YOUR OBJECTIVE
Starting with the line that contains "pub fn factory(&self)" and stopping after the line that contains "pub fn max_priority_fee_per_gas(mut", return each line below exactly as written, with no others.

(Collected data)

—————

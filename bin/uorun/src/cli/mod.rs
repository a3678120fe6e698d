use crate::utils::run_until_ctrl_c;
use clap::{value_parser, Parser, Subcommand};

pub mod args;
pub mod commands;

/// The main uorun CLI interface
#[derive(Debug, Parser)]
#[command(author, version, about = "uorun", long_about = None)]
pub struct Cli {
    /// The command to execute
    #[clap(subcommand)]
    command: Commands,

    /// The verbosity level
    #[clap(long, short, global = true, default_value_t = 2, value_parser = value_parser!(u8).range(..=4))]
    verbosity: u8,
}

impl Cli {
    /// Get the log level based on the verbosity level
    pub fn get_log_level(&self) -> String {
        match self.verbosity {
            0 => "error",
            1 => "warn",
            2 => "info",
            3 => "debug",
            _ => "trace",
        }
        .into()
    }
}

/// Commands to be executed
#[derive(Debug, Subcommand)]
pub enum Commands {
    /// Send a sponsored transaction from a Safe smart account
    #[command(name = "safe-sponsored")]
    SafeSponsored(Box<commands::SafeSponsoredCommand>),

    /// Deploy a SimpleAccount with a sponsored user operation, step by step
    #[command(name = "simple-sponsored")]
    SimpleSponsored(commands::SimpleSponsoredCommand),

    /// Pay for gas in USDC with the ERC-20 paymaster
    #[command(name = "erc20-paymaster")]
    Erc20Paymaster(commands::Erc20PaymasterCommand),

    /// Generate the owner's private key
    #[command(name = "generate-key")]
    GenerateKey(commands::GenerateKeyCommand),

    /// Print the counterfactual smart account address
    #[command(name = "sender-address")]
    SenderAddress(commands::SenderAddressCommand),

    /// Print the user operation gas prices
    #[command(name = "gas-price")]
    GasPrice(commands::GasPriceCommand),

    /// Wait for the receipt of a user operation
    #[command(name = "wait-receipt")]
    WaitReceipt(commands::WaitReceiptCommand),
}

pub fn run() -> eyre::Result<()> {
    dotenv::dotenv().ok();
    let cli = Cli::parse();

    let rust_log = match std::env::var("RUST_LOG") {
        Ok(val) => format!("{val},uorun={}", cli.get_log_level()),
        Err(_) => format!("uorun={}", cli.get_log_level()),
    };
    std::env::set_var("RUST_LOG", rust_log);
    tracing_subscriber::fmt::init();

    let rt = tokio::runtime::Builder::new_multi_thread().enable_all().build()?;

    let task = async move {
        match cli.command {
            Commands::SafeSponsored(command) => command.execute().await,
            Commands::SimpleSponsored(command) => command.execute().await,
            Commands::Erc20Paymaster(command) => command.execute().await,
            Commands::GenerateKey(command) => command.execute(),
            Commands::SenderAddress(command) => command.execute().await,
            Commands::GasPrice(command) => command.execute().await,
            Commands::WaitReceipt(command) => command.execute().await,
        }
    };

    rt.block_on(run_until_ctrl_c(task))
}
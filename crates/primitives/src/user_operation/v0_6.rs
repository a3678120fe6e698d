//! User operation for the v0.6 entry point

use super::UserOperationHash;
use crate::utils::{as_checksum_addr, get_address};
use ethers::{
    abi::AbiEncode,
    contract::{EthAbiCodec, EthAbiType},
    types::{Address, Bytes, H256, U256},
    utils::keccak256,
};
use serde::{Deserialize, Serialize};
use std::ops::Deref;

/// User operation (v0.6 entry point)
#[derive(
    Default, Clone, Debug, PartialEq, Eq, EthAbiCodec, EthAbiType, Serialize, Deserialize,
)]
#[serde(rename_all = "camelCase")]
pub struct UserOperationV06 {
    /// Sender of the user operation
    #[serde(serialize_with = "as_checksum_addr")]
    pub sender: Address,

    /// Nonce (anti replay protection)
    pub nonce: U256,

    /// Init code for the account (needed if account not yet deployed and needs to be created)
    pub init_code: Bytes,

    /// The data that is passed to the sender during the main execution call
    pub call_data: Bytes,

    /// The amount of gas to allocate for the main execution call
    pub call_gas_limit: U256,

    /// The amount of gas to allocate for the verification step
    pub verification_gas_limit: U256,

    /// The amount of gas to pay bundler to compensate for the pre-verification execution and
    /// calldata
    pub pre_verification_gas: U256,

    /// Maximum fee per gas (similar to EIP-1559)
    pub max_fee_per_gas: U256,

    /// Maximum priority fee per gas (similar to EIP-1559)
    pub max_priority_fee_per_gas: U256,

    /// Address of paymaster sponsoring the user operation, followed by extra data to send to the
    /// paymaster (can be empty)
    pub paymaster_and_data: Bytes,

    /// Data passed to the account along with the nonce during the verification step
    pub signature: Bytes,
}

/// User operation without signature (helper for packing user operation)
#[derive(EthAbiCodec, EthAbiType)]
struct UserOperationV06NoSignature {
    pub sender: Address,
    pub nonce: U256,
    pub init_code: H256,
    pub call_data: H256,
    pub call_gas_limit: U256,
    pub verification_gas_limit: U256,
    pub pre_verification_gas: U256,
    pub max_fee_per_gas: U256,
    pub max_priority_fee_per_gas: U256,
    pub paymaster_and_data: H256,
}

impl From<&UserOperationV06> for UserOperationV06NoSignature {
    fn from(value: &UserOperationV06) -> Self {
        Self {
            sender: value.sender,
            nonce: value.nonce,
            init_code: keccak256(value.init_code.deref()).into(),
            call_data: keccak256(value.call_data.deref()).into(),
            call_gas_limit: value.call_gas_limit,
            verification_gas_limit: value.verification_gas_limit,
            pre_verification_gas: value.pre_verification_gas,
            max_fee_per_gas: value.max_fee_per_gas,
            max_priority_fee_per_gas: value.max_priority_fee_per_gas,
            paymaster_and_data: keccak256(value.paymaster_and_data.deref()).into(),
        }
    }
}

impl UserOperationV06 {
    /// Packs the user operation into bytes
    pub fn pack(&self) -> Bytes {
        self.clone().encode().into()
    }

    /// Packs the user operation without signature to bytes (used for calculating the hash)
    pub fn pack_without_signature(&self) -> Bytes {
        UserOperationV06NoSignature::from(self).encode().into()
    }

    /// Calculates the hash of the user operation
    pub fn hash(&self, entry_point: &Address, chain_id: u64) -> UserOperationHash {
        H256::from_slice(
            keccak256(
                [
                    keccak256(self.pack_without_signature().deref()).to_vec(),
                    entry_point.encode(),
                    U256::from(chain_id).encode(),
                ]
                .concat(),
            )
            .as_slice(),
        )
        .into()
    }

    /// Factory address from the init code (if any)
    pub fn factory(&self) -> Option<Address> {
        get_address(&self.init_code)
    }

    /// Paymaster address from the paymaster and data field (if any)
    pub fn paymaster(&self) -> Option<Address> {
        get_address(&self.paymaster_and_data)
    }

    // Builder pattern helpers

    /// Sets the sender of the user operation
    pub fn sender(mut self, sender: Address) -> Self {
        self.sender = sender;
        self
    }

    /// Sets the nonce of the user operation
    pub fn nonce(mut self, nonce: U256) -> Self {
        self.nonce = nonce;
        self
    }

    /// Sets the init code of the user operation
    pub fn init_code(mut self, init_code: Bytes) -> Self {
        self.init_code = init_code;
        self
    }

    /// Sets the call data of the user operation
    pub fn call_data(mut self, call_data: Bytes) -> Self {
        self.call_data = call_data;
        self
    }

    /// Sets the call gas limit of the user operation
    pub fn call_gas_limit(mut self, call_gas_limit: U256) -> Self {
        self.call_gas_limit = call_gas_limit;
        self
    }

    /// Sets the verification gas limit of the user operation
    pub fn verification_gas_limit(mut self, verification_gas_limit: U256) -> Self {
        self.verification_gas_limit = verification_gas_limit;
        self
    }

    /// Sets the pre-verification gas of the user operation
    pub fn pre_verification_gas(mut self, pre_verification_gas: U256) -> Self {
        self.pre_verification_gas = pre_verification_gas;
        self
    }

    /// Sets the max fee per gas of the user operation
    pub fn max_fee_per_gas(mut self, max_fee_per_gas: U256) -> Self {
        self.max_fee_per_gas = max_fee_per_gas;
        self
    }

    /// Sets the max priority fee per gas of the user operation
    pub fn max_priority_fee_per_gas(mut self, max_priority_fee_per_gas: U256) -> Self {
        self.max_priority_fee_per_gas = max_priority_fee_per_gas;
        self
    }

    /// Sets the paymaster and data of the user operation
    pub fn paymaster_and_data(mut self, paymaster_and_data: Bytes) -> Self {
        self.paymaster_and_data = paymaster_and_data;
        self
    }

    /// Sets the signature of the user operation
    pub fn signature(mut self, signature: Bytes) -> Self {
        self.signature = signature;
        self
    }
}

#[cfg(test)]
mod tests {
    use super::*;

    #[test]
    fn user_operation_pack() {
        let uos =  vec![
            UserOperationV06::default().verification_gas_limit(100_000.into()).pre_verification_gas(21_000.into()).max_priority_fee_per_gas(1_000_000_000.into()),
            UserOperationV06::default().sender("0x9c5754De1443984659E1b3a8d1931D83475ba29C".parse().unwrap()).call_gas_limit(200_000.into()).verification_gas_limit(100_000.into()).pre_verification_gas(21_000.into()).max_fee_per_gas(3_000_000_000_u64.into()).max_priority_fee_per_gas(1_000_000_000.into()).signature("0x7cb39607585dee8e297d0d7a669ad8c5e43975220b6773c10a138deadbc8ec864981de4b9b3c735288a217115fb33f8326a61ddabc60a534e3b5536515c70f931c".parse().unwrap()),
        ];
        assert_eq!(uos[0].pack(), "0x0000000000000000000000000000000000000000000000000000000000000000000000000000000000000000000000000000000000000000000000000000000000000000000000000000000000000000000000000000000000000000000001600000000000000000000000000000000000000000000000000000000000000180000000000000000000000000000000000000000000000000000000000000000000000000000000000000000000000000000000000000000000000000000186a000000000000000000000000000000000000000000000000000000000000052080000000000000000000000000000000000000000000000000000000000000000000000000000000000000000000000000000000000000000000000003b9aca0000000000000000000000000000000000000000000000000000000000000001a000000000000000000000000000000000000000000000000000000000000001c00000000000000000000000000000000000000000000000000000000000000000000000000000000000000000000000000000000000000000000000000000000000000000000000000000000000000000000000000000000000000000000000000000000000000000000000000000000000000000000000000000000000000000".parse::<Bytes>().unwrap());
        assert_eq!(uos[1].pack(), "0x0000000000000000000000009c5754de1443984659e1b3a8d1931d83475ba29c0000000000000000000000000000000000000000000000000000000000000000000000000000000000000000000000000000000000000000000000000000016000000000000000000000000000000000000000000000000000000000000001800000000000000000000000000000000000000000000000000000000000030d4000000000000000000000000000000000000000000000000000000000000186a0000000000000000000000000000000000000000000000000000000000000520800000000000000000000000000000000000000000000000000000000b2d05e00000000000000000000000000000000000000000000000000000000003b9aca0000000000000000000000000000000000000000000000000000000000000001a000000000000000000000000000000000000000000000000000000000000001c000000000000000000000000000000000000000000000000000000000000000000000000000000000000000000000000000000000000000000000000000000000000000000000000000000000000000000000000000000000000000000000000000000000000000000000000000000000000000000000000000000000000000417cb39607585dee8e297d0d7a669ad8c5e43975220b6773c10a138deadbc8ec864981de4b9b3c735288a217115fb33f8326a61ddabc60a534e3b5536515c70f931c00000000000000000000000000000000000000000000000000000000000000".parse::<Bytes>().unwrap());
    }

    #[test]
    fn user_operation_pack_without_signature() {
        let uo = UserOperationV06 {
            sender: "0x9c5754De1443984659E1b3a8d1931D83475ba29C".parse().unwrap(),
            nonce: 1.into(),
            init_code: Bytes::default(),
            call_data: "0xb61d27f60000000000000000000000009c5754de1443984659e1b3a8d1931d83475ba29c00000000000000000000000000000000000000000000000000005af3107a400000000000000000000000000000000000000000000000000000000000000000600000000000000000000000000000000000000000000000000000000000000000".parse().unwrap(),
            call_gas_limit: 33_100.into(),
            verification_gas_limit: 60_624.into(),
            pre_verification_gas: 44_056.into(),
            max_fee_per_gas: 1_695_000_030_u64.into(),
            max_priority_fee_per_gas: 1_695_000_000.into(),
            paymaster_and_data: Bytes::default(),
            signature: "0x37540ca4f91a9f08993ba4ebd4b7473902f69864c98951f9db8cb47b78764c1a13ad46894a96dc0cad68f9207e49b4dbb897f25f47f040cec2a636a8201c1cd71b".parse().unwrap(),
        };
        assert_eq!(uo.pack_without_signature(), "0x0000000000000000000000009c5754de1443984659e1b3a8d1931d83475ba29c0000000000000000000000000000000000000000000000000000000000000001c5d2460186f7233c927e7db2dcc703c0e500b653ca82273b7bfad8045d85a470f7def7aeb687d6992b466243b713223689982cefca0f91a1f5c5f60adb532b93000000000000000000000000000000000000000000000000000000000000814c000000000000000000000000000000000000000000000000000000000000ecd0000000000000000000000000000000000000000000000000000000000000ac18000000000000000000000000000000000000000000000000000000006507a5de000000000000000000000000000000000000000000000000000000006507a5c0c5d2460186f7233c927e7db2dcc703c0e500b653ca82273b7bfad8045d85a470".parse::<Bytes>().unwrap());
    }

    #[test]
    fn user_operation_hash() {
        let entry_point: Address = "0x5FF137D4b0FDCD49DcA30c7CF57E578a026d2789".parse().unwrap();
        let uos =  vec![
            UserOperationV06::default().verification_gas_limit(100_000.into()).pre_verification_gas(21_000.into()).max_priority_fee_per_gas(1_000_000_000.into()),
            UserOperationV06 {
                sender: "0x9c5754De1443984659E1b3a8d1931D83475ba29C".parse().unwrap(),
                nonce: U256::zero(),
                init_code: "0x9406cc6185a346906296840746125a0e449764545fbfb9cf000000000000000000000000ce0fefa6f7979c4c9b5373e0f5105b7259092c6d0000000000000000000000000000000000000000000000000000000000000000".parse().unwrap(),
                call_data: "0xb61d27f60000000000000000000000009c5754de1443984659e1b3a8d1931d83475ba29c00000000000000000000000000000000000000000000000000005af3107a400000000000000000000000000000000000000000000000000000000000000000600000000000000000000000000000000000000000000000000000000000000000".parse().unwrap(),
                call_gas_limit: 33_100.into(),
                verification_gas_limit: 361_460.into(),
                pre_verification_gas: 44_980.into(),
                max_fee_per_gas: 1_695_000_030_u64.into(),
                max_priority_fee_per_gas: 1_695_000_000.into(),
                paymaster_and_data: Bytes::default(),
                signature: "0xebfd4657afe1f1c05c1ec65f3f9cc992a3ac083c424454ba61eab93152195e1400d74df01fc9fa53caadcb83a891d478b713016bcc0c64307c1ad3d7ea2e2d921b".parse().unwrap(),
            },
        ];
        assert_eq!(
            uos[0].hash(&entry_point, 80_001),
            "0x95418c07086df02ff6bc9e8bdc150b380cb761beecc098630440bcec6e862702"
                .parse::<H256>()
                .unwrap()
                .into()
        );
        assert_eq!(
            uos[1].hash(&entry_point, 80_001),
            "0x7c1b8c9df49a9e09ecef0f0fe6841d895850d29820f9a4b494097764085dcd7e"
                .parse::<H256>()
                .unwrap()
                .into()
        );
    }

    #[test]
    fn signature_is_not_hashed() {
        let entry_point: Address = "0x5FF137D4b0FDCD49DcA30c7CF57E578a026d2789".parse().unwrap();
        let uo = UserOperationV06::default().nonce(7.into());
        let signed = uo.clone().signature("0x1234".parse().unwrap());
        assert_eq!(uo.hash(&entry_point, 1), signed.hash(&entry_point, 1));
        assert_ne!(uo.hash(&entry_point, 1), uo.hash(&entry_point, 11_155_111));
    }

    #[test]
    fn entities_from_packed_fields() {
        let uo = UserOperationV06::default()
            .init_code("0x9406cc6185a346906296840746125a0e449764545fbfb9cf".parse().unwrap())
            .paymaster_and_data("0x000000000009B901DeC1aaB9389285965F49D387".parse().unwrap());
        assert_eq!(uo.factory(), Some("0x9406Cc6185a346906296840746125a0E44976454".parse().unwrap()));
        assert_eq!(uo.paymaster(), Some("0x000000000009B901DeC1aaB9389285965F49D387".parse().unwrap()));
    }

    #[test]
    fn serializes_camel_case_checksummed() {
        let uo = UserOperationV06::default()
            .sender("0x9c5754de1443984659e1b3a8d1931d83475ba29c".parse().unwrap());
        let value = serde_json::to_value(&uo).unwrap();
        assert_eq!(value["sender"], "0x9c5754De1443984659E1b3a8d1931D83475ba29C");
        assert_eq!(value["paymasterAndData"], "0x");
        assert_eq!(value["callGasLimit"], "0x0");
    }
}
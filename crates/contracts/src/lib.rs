//! Account abstraction (ERC-4337) smart contract interfaces
//!
//! Entry point calls, smart account (SimpleAccount, Safe) derivation and signing and ERC-20
//! helpers.

pub mod accounts;
pub mod entry_point;
pub mod erc20;
mod error;
pub mod gen;

pub use accounts::{SafeAccount, SimpleAccount, SmartAccount};
pub use entry_point::EntryPoint;
pub use error::{decode_revert_string, sender_address_from_revert, AccountError, EntryPointError};
//! Account abstraction (ERC-4337)-related constants

/// Entry point smart contracts
pub mod entry_point {
    /// Address of the v0.6 entry point smart contract
    pub const ADDRESS_V0_6: &str = "0x5FF137D4b0FDCD49DcA30c7CF57E578a026d2789";
    /// Address of the v0.7 entry point smart contract
    pub const ADDRESS_V0_7: &str = "0x0000000071727De22E5E9d8BAf0edAc6f37da032";
}

/// eth-infinitism sample `SimpleAccount`
pub mod simple_account {
    /// Factory deployed for the v0.6 entry point
    pub const FACTORY_V0_6: &str = "0x9406Cc6185a346906296840746125a0E44976454";
    /// Factory deployed for the v0.7 entry point
    pub const FACTORY_V0_7: &str = "0x91E60e0613810449d098b0b5Ec8b51A0FE8c8985";
    /// Signature of the right length so the account doesn't immediately revert during estimation
    pub const DUMMY_SIGNATURE_V0_6: &str = "0xfffffffffffffffffffffffffffffff0000000000000000000000000000000007aaaaaaaaaaaaaaaaaaaaaaaaaaaaaaaaaaaaaaaaaaaaaaaaaaaaaaaaaaaaaaa1c";
    pub const DUMMY_SIGNATURE_V0_7: &str = "0xa15569dd8f8324dbeabf8073fdec36d4b754f53ce5901e283c6de79af177dc94557fa3c9922cd7af2a96ca94402d35c39f266925ee6407aeb32b31d76978d4ba1c";
}

/// Safe 1.4.1 with the 4337 module (v0.7 entry point)
pub mod safe {
    pub const VERSION: &str = "1.4.1";
    pub const SINGLETON: &str = "0x41675C099F32341bf84BFc5382aF534df5C7461a";
    pub const PROXY_FACTORY: &str = "0x4e1DCf7AD4e460CfD30791CCC4F9c8a4f820ec67";
    pub const MODULE_4337: &str = "0x75cf11467937ce3F2f357CE24ffc3DBF8fD5c226";
    pub const MODULE_SETUP: &str = "0x2dd68b007B46fBe91B9A7c3EDa5A7a1063cB5b47";
    pub const MULTI_SEND: &str = "0x38869bf66a61cF6bDB996A6aE40D5853Fd43B526";
    /// ECDSA signature placeholder used before the real one is known
    pub const DUMMY_ECDSA_SIGNATURE: &str = "0xfffffffffffffffffffffffffffffff0000000000000000000000000000000007aaaaaaaaaaaaaaaaaaaaaaaaaaaaaaaaaaaaaaaaaaaaaaaaaaaaaaaaaaaaaaa1c";
}

/// Token paymaster
pub mod erc20_paymaster {
    /// Pimlico ERC-20 paymaster (v0.6 entry point)
    pub const ADDRESS: &str = "0x000000000009B901DeC1aaB9389285965F49D387";
    /// USDC on Polygon Mumbai
    pub const USDC_MUMBAI: &str = "0x9999f7Fea5938fD3b1E26A12c3f2fb024e194f97";
    /// Minimum USDC balance (6 decimals) the sender must hold to pay for gas
    pub const MIN_USDC_BALANCE: u64 = 1_000_000;
    pub const USDC_DECIMALS: u32 = 6;
}

/// Hosted bundler and paymaster services
pub mod pimlico {
    pub const BASE_URL: &str = "https://api.pimlico.io";
    /// Environment variable holding the API key
    pub const API_KEY_ENV: &str = "PIMLICO_API_KEY";
}

/// Public execution client endpoints
pub mod public_rpc {
    pub const SEPOLIA: &str = "https://rpc.ankr.com/eth_sepolia";
    pub const POLYGON_MUMBAI: &str = "https://mumbai.rpc.thirdweb.com";
}

/// Defaults shared by the walkthroughs
pub mod defaults {
    /// vitalik.eth
    pub const RECIPIENT: &str = "0xd8dA6BF26964aF9D7eEd9e03E53415D37aA96045";
    /// Interval between two `eth_getUserOperationReceipt` calls (in milliseconds)
    pub const RECEIPT_POLL_INTERVAL_MS: u64 = 1000;
    /// Environment variable holding the owner's private key
    pub const PRIVATE_KEY_ENV: &str = "PRIVATE_KEY";
    /// Dotfile the generated private key is persisted to
    pub const KEY_FILE: &str = ".env";
}
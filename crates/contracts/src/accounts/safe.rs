//! Safe 1.4.1 account with the Safe 4337 module

use super::SmartAccount;
use crate::{
    entry_point::EntryPoint,
    error::AccountError,
    gen::safe::{
        CreateProxyWithNonceCall, EnableModulesCall, ExecuteUserOpWithErrorStringCall,
        MultiSendCall, SetupCall,
    },
};
use async_trait::async_trait;
use ethers::{
    abi::{encode, AbiEncode, Token},
    providers::Middleware,
    types::{Address, Bytes, H256, U256},
    utils::keccak256,
};
use lazy_static::lazy_static;
use uorun_primitives::{
    constants::safe::{
        DUMMY_ECDSA_SIGNATURE, MODULE_4337, MODULE_SETUP, MULTI_SEND, PROXY_FACTORY, SINGLETON,
    },
    EntryPointVersion, UserOperation, UserOperationV07, Wallet, WalletError,
};

const DOMAIN_SEPARATOR_TYPE: &str = "EIP712Domain(uint256 chainId,address verifyingContract)";
const SAFE_OP_TYPE: &str = "SafeOp(address safe,uint256 nonce,bytes initCode,bytes callData,uint128 verificationGasLimit,uint128 callGasLimit,uint256 preVerificationGas,uint128 maxPriorityFeePerGas,uint128 maxFeePerGas,bytes paymasterAndData,uint48 validAfter,uint48 validUntil,address entryPoint)";

/// MultiSend operation
const DELEGATE_CALL: u8 = 1;

lazy_static! {
    static ref DOMAIN_SEPARATOR_TYPEHASH: [u8; 32] = keccak256(DOMAIN_SEPARATOR_TYPE);
    static ref SAFE_OP_TYPEHASH: [u8; 32] = keccak256(SAFE_OP_TYPE);
}

/// Addresses of the Safe deployment the account is created from
#[derive(Clone, Copy, Debug, PartialEq, Eq)]
pub struct SafeAddresses {
    pub singleton: Address,
    pub proxy_factory: Address,
    pub module_4337: Address,
    pub module_setup: Address,
    pub multi_send: Address,
}

impl Default for SafeAddresses {
    fn default() -> Self {
        let parse = |addr: &str| addr.parse().expect("Safe address constant is valid");
        Self {
            singleton: parse(SINGLETON),
            proxy_factory: parse(PROXY_FACTORY),
            module_4337: parse(MODULE_4337),
            module_setup: parse(MODULE_SETUP),
            multi_send: parse(MULTI_SEND),
        }
    }
}

/// Safe owned by a single ECDSA key, with the 4337 module enabled and set as fallback handler
pub struct SafeAccount<M: Middleware + 'static> {
    entry_point: EntryPoint<M>,
    addresses: SafeAddresses,
    wallet: Wallet,
    salt_nonce: U256,
}

impl<M: Middleware + 'static> SafeAccount<M> {
    pub fn new(
        entry_point: EntryPoint<M>,
        version: EntryPointVersion,
        wallet: Wallet,
    ) -> Result<Self, AccountError> {
        if version != EntryPointVersion::V0_7 {
            return Err(AccountError::UnsupportedEntryPoint { account: "Safe", version });
        }
        Ok(Self { entry_point, addresses: SafeAddresses::default(), wallet, salt_nonce: U256::zero() })
    }

    pub fn salt_nonce(mut self, salt_nonce: U256) -> Self {
        self.salt_nonce = salt_nonce;
        self
    }

    /// `setup` calldata, enabling the 4337 module through a delegate call to the module setup
    /// contract
    pub fn initializer(&self) -> Bytes {
        let enable_modules =
            EnableModulesCall { modules: vec![self.addresses.module_4337] }.encode();
        let transactions = encode_multi_send_tx(
            DELEGATE_CALL,
            self.addresses.module_setup,
            U256::zero(),
            &enable_modules,
        );
        let multi_send = MultiSendCall { transactions }.encode();

        SetupCall {
            owners: vec![self.wallet.address()],
            threshold: U256::one(),
            to: self.addresses.multi_send,
            data: multi_send.into(),
            fallback_handler: self.addresses.module_4337,
            payment_token: Address::zero(),
            payment: U256::zero(),
            payment_receiver: Address::zero(),
        }
        .encode()
        .into()
    }

    /// EIP-712 digest of the `SafeOp` the 4337 module verifies
    pub fn safe_op_hash(
        &self,
        uo: &UserOperationV07,
        chain_id: u64,
        valid_after: u64,
        valid_until: u64,
    ) -> H256 {
        let domain_separator = keccak256(encode(&[
            Token::FixedBytes(DOMAIN_SEPARATOR_TYPEHASH.to_vec()),
            Token::Uint(chain_id.into()),
            Token::Address(self.addresses.module_4337),
        ]));
        let struct_hash = keccak256(encode(&[
            Token::FixedBytes(SAFE_OP_TYPEHASH.to_vec()),
            Token::Address(uo.sender),
            Token::Uint(uo.nonce),
            Token::FixedBytes(keccak256(uo.init_code()).to_vec()),
            Token::FixedBytes(keccak256(&uo.call_data).to_vec()),
            Token::Uint(uo.verification_gas_limit),
            Token::Uint(uo.call_gas_limit),
            Token::Uint(uo.pre_verification_gas),
            Token::Uint(uo.max_priority_fee_per_gas),
            Token::Uint(uo.max_fee_per_gas),
            Token::FixedBytes(keccak256(uo.paymaster_and_data()).to_vec()),
            Token::Uint(valid_after.into()),
            Token::Uint(valid_until.into()),
            Token::Address(self.entry_point.address()),
        ]));

        keccak256([&[0x19, 0x01][..], &domain_separator[..], &struct_hash[..]].concat()).into()
    }
}

/// Packs a single MultiSend transaction: `operation ‖ to ‖ value ‖ data.length ‖ data`
pub fn encode_multi_send_tx(operation: u8, to: Address, value: U256, data: &[u8]) -> Bytes {
    [
        &[operation][..],
        to.as_bytes(),
        &value.encode()[..],
        &U256::from(data.len()).encode()[..],
        data,
    ]
    .concat()
    .into()
}

/// `uint48 validAfter ‖ uint48 validUntil ‖ signature`
fn pack_validity(valid_after: u64, valid_until: u64, signature: &[u8]) -> Bytes {
    [&valid_after.to_be_bytes()[2..], &valid_until.to_be_bytes()[2..], signature].concat().into()
}

#[async_trait]
impl<M: Middleware + 'static> SmartAccount for SafeAccount<M> {
    fn entry_point_version(&self) -> EntryPointVersion {
        EntryPointVersion::V0_7
    }

    fn entry_point(&self) -> Address {
        self.entry_point.address()
    }

    fn owner(&self) -> Address {
        self.wallet.address()
    }

    fn factory_and_data(&self) -> (Address, Bytes) {
        let data = CreateProxyWithNonceCall {
            singleton: self.addresses.singleton,
            initializer: self.initializer(),
            salt_nonce: self.salt_nonce,
        }
        .encode();
        (self.addresses.proxy_factory, data.into())
    }

    async fn address(&self) -> Result<Address, AccountError> {
        Ok(self.entry_point.get_sender_address(self.init_code()).await?)
    }

    fn encode_call_data(&self, to: Address, value: U256, data: Bytes) -> Bytes {
        ExecuteUserOpWithErrorStringCall { to, value, data, operation: 0 }.encode().into()
    }

    fn dummy_signature(&self) -> Bytes {
        let sig: Bytes = DUMMY_ECDSA_SIGNATURE.parse().unwrap_or_default();
        pack_validity(0, 0, &sig)
    }

    async fn sign_user_operation(
        &self,
        uo: &UserOperation,
        chain_id: u64,
    ) -> Result<Bytes, AccountError> {
        let UserOperation::V07(uo) = uo else {
            return Err(AccountError::UnsupportedEntryPoint {
                account: "Safe",
                version: uo.version(),
            });
        };
        if let Some(field) = uo.oversized_gas_field() {
            return Err(WalletError::GasOverflow(field).into());
        }
        let digest = self.safe_op_hash(uo, chain_id, 0, 0);
        let sig = self.wallet.sign_hash(digest)?;
        Ok(pack_validity(0, 0, &sig.to_vec()))
    }
}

—————

RESPONSE AREA
    pub fn factory(&self) -> Option<Address> {
        get_address(&self.init_code)
    }

    /// Paymaster address from the paymaster and data field (if any)
    pub fn paymaster(&self) -> Option<Address> {
        get_address(&self.paymaster_and_data)
    }

    // Builder pattern helpers

    /// Sets the sender of the user operation
    pub fn sender(mut self, sender: Address) -> Self {
        self.sender = sender;
        self
    }

    /// Sets the nonce of the user operation
    pub fn nonce(mut self, nonce: U256) -> Self {
        self.nonce = nonce;
        self
    }

    /// Sets the init code of the user operation
    pub fn init_code(mut self, init_code: Bytes) -> Self {
        self.init_code = init_code;
        self
    }

    /// Sets the call data of the user operation
    pub fn call_data(mut self, call_data: Bytes) -> Self {
        self.call_data = call_data;
        self
    }

    /// Sets the call gas limit of the user operation
    pub fn call_gas_limit(mut self, call_gas_limit: U256) -> Self {
        self.call_gas_limit = call_gas_limit;
        self
    }

    /// Sets the verification gas limit of the user operation
    pub fn verification_gas_limit(mut self, verification_gas_limit: U256) -> Self {
        self.verification_gas_limit = verification_gas_limit;
        self
    }

    /// Sets the pre-verification gas of the user operation
    pub fn pre_verification_gas(mut self, pre_verification_gas: U256) -> Self {
        self.pre_verification_gas = pre_verification_gas;
        self
    }

    /// Sets the max fee per gas of the user operation
    pub fn max_fee_per_gas(mut self, max_fee_per_gas: U256) -> Self {
        self.max_fee_per_gas = max_fee_per_gas;
        self
    }

    /// Sets the max priority fee per gas of the user operation
    pub fn max_priority_fee_per_gas(mut self, max_priority_fee_per_gas: U256) -> Self {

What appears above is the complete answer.